--- START ---
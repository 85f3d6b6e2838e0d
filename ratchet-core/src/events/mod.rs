//! Event system for Ratchet.
//! Trait with no-op defaults, synchronous dispatch, zero overhead when empty.

pub mod dispatcher;
pub mod handler;
pub mod types;

pub use dispatcher::EventDispatcher;
pub use handler::RatchetEventHandler;
pub use types::*;
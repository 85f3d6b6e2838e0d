//! Persisted state files.

use chrono::{TimeZone, Utc};

use ratchet_core::errors::StorageError;
use ratchet_engine::patterns::{PatternRecord, PatternState, Recommendation};
use ratchet_engine::scorecard::Scorecard;
use ratchet_engine::store::StateStore;

#[test]
fn test_missing_files_read_as_defaults() {
    let dir = tempfile::TempDir::new().unwrap();
    let store = StateStore::new(dir.path().join(".quality"));
    assert_eq!(store.load_scorecard().unwrap(), Scorecard::default());
    assert_eq!(store.load_patterns().unwrap(), PatternState::default());
    assert!(store.load_verification().unwrap().is_none());
    assert!(!store.is_paused());
}

#[test]
fn test_state_round_trips_and_creates_directory() {
    let dir = tempfile::TempDir::new().unwrap();
    let store = StateStore::new(dir.path().join("nested/.quality"));

    let scorecard = Scorecard {
        overall: 87.5,
        coverage: 81.25,
        coverage_floor: 79.25,
        coverage_qualified: true,
        updated_at: Some(Utc.with_ymd_and_hms(2026, 2, 2, 8, 30, 0).unwrap()),
        ..Default::default()
    };
    store.save_scorecard(&scorecard).unwrap();
    assert_eq!(store.load_scorecard().unwrap(), scorecard);

    let mut patterns = PatternState::default();
    patterns.patterns.insert(
        "ts-any".to_string(),
        PatternRecord {
            count: 4,
            last_seen: None,
            recommendation: Recommendation::ClaudeRule,
        },
    );
    store.save_patterns(&patterns).unwrap();
    assert_eq!(store.load_patterns().unwrap(), patterns);

    let text = std::fs::read_to_string(store.dir().join("patterns.json")).unwrap();
    assert!(text.contains("\"claude_rule\""));
}

#[test]
fn test_corrupt_file_is_an_error() {
    let dir = tempfile::TempDir::new().unwrap();
    std::fs::write(dir.path().join("scorecard.json"), "{ nope").unwrap();
    let store = StateStore::new(dir.path());
    assert!(matches!(
        store.load_scorecard(),
        Err(StorageError::Corrupt { .. })
    ));
}

#[test]
fn test_partial_scorecard_fills_defaults() {
    let dir = tempfile::TempDir::new().unwrap();
    std::fs::write(dir.path().join("scorecard.json"), r#"{"coverage_floor": 64.5}"#).unwrap();
    let store = StateStore::new(dir.path());
    let card = store.load_scorecard().unwrap();
    assert_eq!(card.coverage_floor, 64.5);
    assert!(card.history.is_empty());
}

#[test]
fn test_pause_flag_detected() {
    let dir = tempfile::TempDir::new().unwrap();
    std::fs::write(dir.path().join("PAUSED"), "").unwrap();
    assert!(StateStore::new(dir.path()).is_paused());
}
//! Configuration errors.

use super::error_code::{self, RatchetErrorCode};

/// Errors that can occur during configuration loading and validation.
/// All of them are fatal and abort before any check runs.
#[derive(Debug, thiserror::Error)]
pub enum ConfigError {
    #[error("Config file not found: {path}")]
    FileNotFound { path: String },

    #[error("Config parse error in {path}: {message}")]
    ParseError { path: String, message: String },

    #[error("Config validation failed for {field}: {message}")]
    ValidationFailed { field: String, message: String },

    #[error("Missing required command: commands.{name}")]
    MissingCommand { name: String },

    #[error("Invalid config value for {field}: {message}")]
    InvalidValue { field: String, message: String },

    #[error("Malformed waivers file {path}: {message}")]
    MalformedWaivers { path: String, message: String },
}

impl RatchetErrorCode for ConfigError {
    fn error_code(&self) -> &'static str {
        error_code::CONFIG_ERROR
    }
}
//! Gate evaluation.
//!
//! Each gate is evaluated independently in list order. Errors and panics
//! inside one gate become a `fail` result for that gate and never stop the
//! remaining gates.

use std::panic::{self, AssertUnwindSafe};
use std::path::Path;
use std::time::Instant;

use chrono::{DateTime, Utc};
use serde_json::{json, Value};

use ratchet_core::constants::MAX_CAPTURED_OUTPUT;
use ratchet_core::errors::GateError;
use ratchet_core::events::{EventDispatcher, GateEvaluatedEvent};
use ratchet_core::traits::CommandRunner;

use super::interpolate::{interpolate, InterpolationContext};
use super::schema::SchemaValidator;
use super::types::{GateOutput, GateResult, GateStatus};
use super::waivers::{resolve_waiver, Waiver};
use crate::patterns::build_regex;
use crate::policy::{GateKind, GateSpec};

/// What a single gate check found, before waivers are considered.
#[derive(Debug, Clone, PartialEq)]
struct Outcome {
    passed: bool,
    message: String,
    details: Value,
    output: Option<GateOutput>,
}

impl Outcome {
    fn new(passed: bool, message: impl Into<String>) -> Self {
        Self {
            passed,
            message: message.into(),
            details: Value::Null,
            output: None,
        }
    }

    fn with_details(mut self, details: Value) -> Self {
        self.details = details;
        self
    }
}

/// Evaluates gates for one verification run.
pub struct GateEvaluator<'a> {
    root: &'a Path,
    runner: &'a dyn CommandRunner,
    context: InterpolationContext,
    task_ids: &'a [String],
    waivers: &'a [Waiver],
    now: DateTime<Utc>,
    events: Option<&'a EventDispatcher>,
}

impl<'a> GateEvaluator<'a> {
    pub fn new(
        root: &'a Path,
        runner: &'a dyn CommandRunner,
        context: InterpolationContext,
        task_ids: &'a [String],
        waivers: &'a [Waiver],
        now: DateTime<Utc>,
    ) -> Self {
        Self {
            root,
            runner,
            context,
            task_ids,
            waivers,
            now,
            events: None,
        }
    }

    pub fn with_events(mut self, events: &'a EventDispatcher) -> Self {
        self.events = Some(events);
        self
    }

    /// Evaluate every enabled gate in order.
    pub fn evaluate_all(&self, gates: &[GateSpec]) -> Vec<GateResult> {
        gates
            .iter()
            .filter(|gate| {
                if !gate.enabled {
                    tracing::debug!(gate = %gate.id, "gate disabled, skipping");
                }
                gate.enabled
            })
            .flat_map(|gate| self.evaluate_gate(gate))
            .collect()
    }

    /// Evaluate one gate. Task-scoped gates yield one result per task id.
    pub fn evaluate_gate(&self, gate: &GateSpec) -> Vec<GateResult> {
        if gate.for_each_task_id {
            let ids: Vec<&str> = if self.task_ids.is_empty() {
                vec![""]
            } else {
                self.task_ids.iter().map(String::as_str).collect()
            };
            ids.into_iter()
                .map(|id| {
                    let context = self.context.with_task(id);
                    let scope = [id.to_string()];
                    let task = (!id.is_empty()).then(|| id.to_string());
                    self.evaluate_in(gate, &context, &scope, task)
                })
                .collect()
        } else {
            let scope: Vec<String> = if self.task_ids.is_empty() {
                vec![String::new()]
            } else {
                self.task_ids.to_vec()
            };
            vec![self.evaluate_in(gate, &self.context, &scope, None)]
        }
    }

    fn evaluate_in(
        &self,
        gate: &GateSpec,
        context: &InterpolationContext,
        scope: &[String],
        task_id: Option<String>,
    ) -> GateResult {
        let start = Instant::now();
        let checked = panic::catch_unwind(AssertUnwindSafe(|| self.check(gate, context, scope)));
        let outcome = match checked {
            Ok(Ok(outcome)) => outcome,
            Ok(Err(e)) => Outcome::new(false, e.to_string()),
            Err(payload) => Outcome::new(
                false,
                format!("gate evaluation panicked: {}", panic_message(payload.as_ref())),
            ),
        };
        let duration_ms = start.elapsed().as_millis() as u64;

        let (status, waiver) = if outcome.passed {
            (GateStatus::Pass, None)
        } else if gate.required {
            match resolve_waiver(self.waivers, &gate.id, self.task_ids, self.now) {
                Some(w) => (GateStatus::Waived, Some(w.clone())),
                None => (GateStatus::Fail, None),
            }
        } else {
            (GateStatus::Fail, None)
        };

        tracing::info!(
            gate = %gate.id,
            gate_type = gate.kind.type_name(),
            task_id = task_id.as_deref().unwrap_or(""),
            status = status.as_str(),
            duration_ms,
            "gate evaluated"
        );

        let result = GateResult {
            gate_id: gate.id.clone(),
            gate_type: gate.kind.type_name().to_string(),
            task_id,
            required: gate.required,
            status,
            message: outcome.message,
            details: outcome.details,
            output: outcome.output,
            duration_ms,
            waiver,
        };

        if let Some(events) = self.events {
            events.emit_gate_evaluated(&GateEvaluatedEvent {
                gate_id: result.gate_id.clone(),
                task_id: result.task_id.clone(),
                status: result.status.as_str().to_string(),
                message: result.message.clone(),
            });
        }
        result
    }

    fn check(
        &self,
        gate: &GateSpec,
        context: &InterpolationContext,
        scope: &[String],
    ) -> Result<Outcome, GateError> {
        match &gate.kind {
            GateKind::Command { command } | GateKind::CustomScript { command } => {
                self.check_command(gate, command, context)
            }
            GateKind::FileExists { paths } => self.check_files(gate, paths, context, scope),
            GateKind::Regex {
                file,
                pattern,
                flags,
                min_matches,
            } => self.check_regex(file, pattern, flags, *min_matches, context),
            GateKind::JsonSchema { schema, data } => self.check_schema(schema, data, context, scope),
            GateKind::Unsupported { type_name } => Ok(Outcome::new(
                false,
                format!("unsupported gate type: {}", display_type(type_name)),
            )),
            GateKind::Malformed { message, .. } => Err(GateError::InvalidDefinition {
                id: gate.id.clone(),
                message: message.clone(),
            }),
        }
    }

    fn check_command(
        &self,
        gate: &GateSpec,
        template: &str,
        context: &InterpolationContext,
    ) -> Result<Outcome, GateError> {
        let command = interpolate(template, context);
        if command.trim().is_empty() {
            return Err(GateError::InvalidDefinition {
                id: gate.id.clone(),
                message: format!("command `{template}` is empty after interpolation"),
            });
        }

        let output = self
            .runner
            .run(self.root, &command)
            .map_err(|e| GateError::Command(format!("{command}: {e}")))?;

        let passed = output.success();
        let message = if passed {
            "command exited with code 0".to_string()
        } else {
            format!("command exited with code {}", output.exit_code)
        };
        Ok(Outcome {
            passed,
            message,
            details: Value::Null,
            output: Some(GateOutput {
                command,
                exit_code: output.exit_code,
                stdout: truncate(&output.stdout),
                stderr: truncate(&output.stderr),
            }),
        })
    }

    fn check_files(
        &self,
        gate: &GateSpec,
        paths: &[String],
        context: &InterpolationContext,
        scope: &[String],
    ) -> Result<Outcome, GateError> {
        if paths.is_empty() {
            return Err(GateError::InvalidDefinition {
                id: gate.id.clone(),
                message: "no paths configured".to_string(),
            });
        }

        let mut checked: Vec<String> = Vec::new();
        let mut missing: Vec<String> = Vec::new();
        for task in scope {
            let task_context = context.with_task(task);
            for template in paths {
                let path = interpolate(template, &task_context);
                if checked.contains(&path) {
                    continue;
                }
                if !self.root.join(&path).exists() {
                    missing.push(path.clone());
                }
                checked.push(path);
            }
        }

        let details = json!({ "checked": checked, "missing": missing });
        if missing.is_empty() {
            Ok(Outcome::new(true, format!("all {} path(s) exist", checked.len())).with_details(details))
        } else {
            Ok(Outcome::new(false, format!("missing: {}", missing.join(", "))).with_details(details))
        }
    }

    fn check_regex(
        &self,
        file: &str,
        pattern: &str,
        flags: &str,
        min_matches: usize,
        context: &InterpolationContext,
    ) -> Result<Outcome, GateError> {
        let file = interpolate(file, context);
        let path = self.root.join(&file);
        if !path.is_file() {
            return Ok(Outcome::new(false, format!("file not found: {file}")));
        }

        let pattern = interpolate(pattern, context);
        let regex = build_regex(&pattern, flags).map_err(|e| GateError::InvalidPattern {
            pattern: pattern.clone(),
            message: e.to_string(),
        })?;
        let content = std::fs::read_to_string(&path).map_err(|e| GateError::Io {
            path: file.clone(),
            message: e.to_string(),
        })?;

        let count = regex.find_iter(&content).count();
        let details = json!({ "file": file, "matches": count, "min_matches": min_matches });
        let message = format!("{count} match(es) in {file}, need at least {min_matches}");
        Ok(Outcome::new(count >= min_matches, message).with_details(details))
    }

    fn check_schema(
        &self,
        schema_template: &str,
        data_template: &str,
        context: &InterpolationContext,
        scope: &[String],
    ) -> Result<Outcome, GateError> {
        let schema_path = interpolate(schema_template, context);
        let schema = read_json(self.root, &schema_path)?;
        let validator = SchemaValidator::new(&schema);

        let mut tasks = Vec::with_capacity(scope.len());
        let mut invalid = 0usize;
        let mut first_problem: Option<String> = None;

        for task in scope {
            let data_path = interpolate(data_template, &context.with_task(task));
            let errors = match read_json(self.root, &data_path) {
                Ok(data) => validator.validate(&data),
                Err(e) => vec![e.to_string()],
            };
            if !errors.is_empty() {
                invalid += 1;
                if first_problem.is_none() {
                    first_problem = errors.first().map(|e| format!("{data_path}: {e}"));
                }
            }
            tasks.push(json!({
                "task_id": task,
                "data": data_path,
                "valid": errors.is_empty(),
                "errors": errors,
            }));
        }

        let details = json!({ "schema": schema_path, "tasks": tasks });
        let outcome = if invalid == 0 {
            Outcome::new(true, format!("{} document(s) valid", scope.len()))
        } else {
            Outcome::new(
                false,
                format!(
                    "{invalid} of {} document(s) invalid; first: {}",
                    scope.len(),
                    first_problem.unwrap_or_default()
                ),
            )
        };
        Ok(outcome.with_details(details))
    }
}

fn read_json(root: &Path, relative: &str) -> Result<Value, GateError> {
    let path = root.join(relative);
    let text = std::fs::read_to_string(&path).map_err(|e| GateError::Io {
        path: relative.to_string(),
        message: e.to_string(),
    })?;
    serde_json::from_str(&text).map_err(|e| GateError::Io {
        path: relative.to_string(),
        message: format!("invalid JSON: {e}"),
    })
}

fn display_type(type_name: &str) -> &str {
    if type_name.is_empty() {
        "<missing>"
    } else {
        type_name
    }
}

/// Keep at most `MAX_CAPTURED_OUTPUT` characters.
pub(crate) fn truncate(text: &str) -> String {
    match text.char_indices().nth(MAX_CAPTURED_OUTPUT) {
        Some((cut, _)) => text[..cut].to_string(),
        None => text.to_string(),
    }
}

fn panic_message(payload: &(dyn std::any::Any + Send)) -> String {
    if let Some(s) = payload.downcast_ref::<&str>() {
        (*s).to_string()
    } else if let Some(s) = payload.downcast_ref::<String>() {
        s.clone()
    } else {
        "unknown panic".to_string()
    }
}
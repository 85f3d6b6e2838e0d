//! Policy pack resolution and loading.

use std::path::{Path, PathBuf};

use ratchet_core::constants::BUILTIN_PACK_PREFIX;
use ratchet_core::errors::PackError;

/// Packs compiled into the binary, addressed as `builtin:<name>`.
const BUILTIN_PACKS: &[(&str, &str)] = &[
    ("baseline", include_str!("../../packs/baseline.toml")),
    ("evidence", include_str!("../../packs/evidence.toml")),
];

/// Where a resolved pack's content comes from.
#[derive(Debug, Clone, PartialEq, Eq)]
pub enum PackSource {
    Builtin {
        name: String,
        contents: &'static str,
    },
    File(PathBuf),
}

/// A pack reference resolved to a concrete source.
#[derive(Debug, Clone, PartialEq, Eq)]
pub struct ResolvedPack {
    pub reference: String,
    pub source: PackSource,
}

impl ResolvedPack {
    /// Resolved location as recorded in the verification artifact.
    pub fn path(&self) -> String {
        match &self.source {
            PackSource::Builtin { name, .. } => format!("{BUILTIN_PACK_PREFIX}{name}"),
            PackSource::File(path) => path.display().to_string(),
        }
    }
}

/// A loaded pack: its verify document with `commands` stripped.
#[derive(Debug, Clone, PartialEq)]
pub struct LoadedPack {
    pub reference: String,
    pub path: String,
    pub verify: serde_json::Value,
}

/// Names of the packs compiled into the binary.
pub fn builtin_pack_names() -> impl Iterator<Item = &'static str> {
    BUILTIN_PACKS.iter().map(|(name, _)| *name)
}

fn builtin(name: &str) -> Option<&'static str> {
    BUILTIN_PACKS
        .iter()
        .find(|(n, _)| *n == name)
        .map(|(_, contents)| *contents)
}

/// Resolve a pack reference to a builtin or a file under `root`.
///
/// `builtin:<name>` must name a compiled-in pack. Anything else is a path
/// relative to `root`; a bare builtin name is accepted when no such file exists.
pub fn resolve_pack(root: &Path, reference: &str) -> Result<ResolvedPack, PackError> {
    if let Some(name) = reference.strip_prefix(BUILTIN_PACK_PREFIX) {
        let Some(contents) = builtin(name) else {
            let available: Vec<&str> = builtin_pack_names().collect();
            tracing::warn!(name, ?available, "unknown builtin policy pack");
            return Err(PackError::UnknownBuiltin {
                name: name.to_string(),
            });
        };
        return Ok(ResolvedPack {
            reference: reference.to_string(),
            source: PackSource::Builtin {
                name: name.to_string(),
                contents,
            },
        });
    }

    let path = root.join(reference);
    if path.is_file() {
        return Ok(ResolvedPack {
            reference: reference.to_string(),
            source: PackSource::File(path),
        });
    }

    if let Some(contents) = builtin(reference) {
        return Ok(ResolvedPack {
            reference: reference.to_string(),
            source: PackSource::Builtin {
                name: reference.to_string(),
                contents,
            },
        });
    }

    Err(PackError::NotFound {
        reference: reference.to_string(),
    })
}

/// Resolve and parse a pack.
///
/// The document is TOML, or JSON for a `.json` file. Its `verify` table is
/// used when present, otherwise the whole document. Packs cannot define
/// commands, so a `commands` key is dropped.
pub fn load_pack(root: &Path, reference: &str) -> Result<LoadedPack, PackError> {
    let resolved = resolve_pack(root, reference)?;

    let document: serde_json::Value = match &resolved.source {
        PackSource::Builtin { contents, .. } => parse_toml(reference, contents)?,
        PackSource::File(path) => {
            let text = std::fs::read_to_string(path).map_err(|e| PackError::Unreadable {
                reference: reference.to_string(),
                message: e.to_string(),
            })?;
            let is_json = path
                .extension()
                .and_then(|e| e.to_str())
                .is_some_and(|e| e.eq_ignore_ascii_case("json"));
            if is_json {
                serde_json::from_str(&text).map_err(|e| PackError::Invalid {
                    reference: reference.to_string(),
                    message: e.to_string(),
                })?
            } else {
                parse_toml(reference, &text)?
            }
        }
    };

    let mut verify = match document.get("verify") {
        Some(v) => v.clone(),
        None => document,
    };
    let Some(map) = verify.as_object_mut() else {
        return Err(PackError::Invalid {
            reference: reference.to_string(),
            message: "pack must be a table".to_string(),
        });
    };
    if map.remove("commands").is_some() {
        tracing::warn!(pack = reference, "policy packs cannot define commands; ignoring");
    }

    Ok(LoadedPack {
        reference: reference.to_string(),
        path: resolved.path(),
        verify,
    })
}

fn parse_toml(reference: &str, text: &str) -> Result<serde_json::Value, PackError> {
    toml::from_str(text).map_err(|e| PackError::Invalid {
        reference: reference.to_string(),
        message: e.to_string(),
    })
}
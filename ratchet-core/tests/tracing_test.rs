//! Tests for tracing initialization.

use std::sync::Mutex;

use ratchet_core::tracing::init_tracing;

/// Serializes tests that touch `RATCHET_LOG`.
static TRACING_MUTEX: Mutex<()> = Mutex::new(());

#[test]
fn test_per_module_filter_is_accepted() {
    let _lock = TRACING_MUTEX.lock().unwrap();
    std::env::set_var("RATCHET_LOG", "ratchet_engine::verify=debug,ratchet_core=warn");
    init_tracing();
    tracing::debug!(target: "ratchet_engine::verify", "after init");
    std::env::remove_var("RATCHET_LOG");
}

#[test]
fn test_init_tracing_is_idempotent() {
    let _lock = TRACING_MUTEX.lock().unwrap();
    init_tracing();
    init_tracing();
    init_tracing();
}

#[test]
fn test_invalid_filter_falls_back() {
    let _lock = TRACING_MUTEX.lock().unwrap();
    std::env::set_var("RATCHET_LOG", "=not a filter=");
    init_tracing();
    std::env::remove_var("RATCHET_LOG");
}
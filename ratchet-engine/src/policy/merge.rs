//! Value-level merge of verify documents.
//!
//! Scalars and non-gate arrays in the patch replace the base. `gates` merge
//! by `id`: a patch gate with a known id shallow-patches that gate in place,
//! a new id is appended. Gate order is first appearance.

use serde_json::{Map, Value};

/// Merge `patch` over `base`. Non-object inputs: the patch wins unless null.
pub fn merge(base: &Value, patch: &Value) -> Value {
    match (base, patch) {
        (Value::Object(b), Value::Object(p)) => Value::Object(merge_objects(b, p)),
        (_, Value::Null) => base.clone(),
        _ => patch.clone(),
    }
}

fn merge_objects(base: &Map<String, Value>, patch: &Map<String, Value>) -> Map<String, Value> {
    let mut out = base.clone();
    for (key, value) in patch {
        if value.is_null() {
            continue;
        }
        if key == "gates" {
            let merged = merge_gates(out.get(key), value);
            out.insert(key.clone(), merged);
        } else {
            out.insert(key.clone(), value.clone());
        }
    }
    out
}

fn merge_gates(base: Option<&Value>, patch: &Value) -> Value {
    let mut gates: Vec<Value> = match base {
        Some(Value::Array(items)) => items.clone(),
        _ => Vec::new(),
    };
    let Value::Array(incoming) = patch else {
        return patch.clone();
    };

    for gate in incoming {
        let existing = gate_id(gate).and_then(|id| {
            gates
                .iter()
                .position(|g| gate_id(g).is_some_and(|other| other == id))
        });
        match (existing, gate) {
            (Some(pos), Value::Object(fields)) => {
                if let Value::Object(target) = &mut gates[pos] {
                    for (k, v) in fields {
                        if !v.is_null() {
                            target.insert(k.clone(), v.clone());
                        }
                    }
                }
            }
            _ => gates.push(gate.clone()),
        }
    }
    Value::Array(gates)
}

fn gate_id(gate: &Value) -> Option<&str> {
    gate.get("id").and_then(Value::as_str)
}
--- END ---
## YOUR ASSIGNMENT
Taking the records above as input, show every line in which the word "before" is present.

## RESPONSE TO THE TASK
/// All of them are fatal and abort before any check runs.
/// What a single gate check found, before waivers are considered.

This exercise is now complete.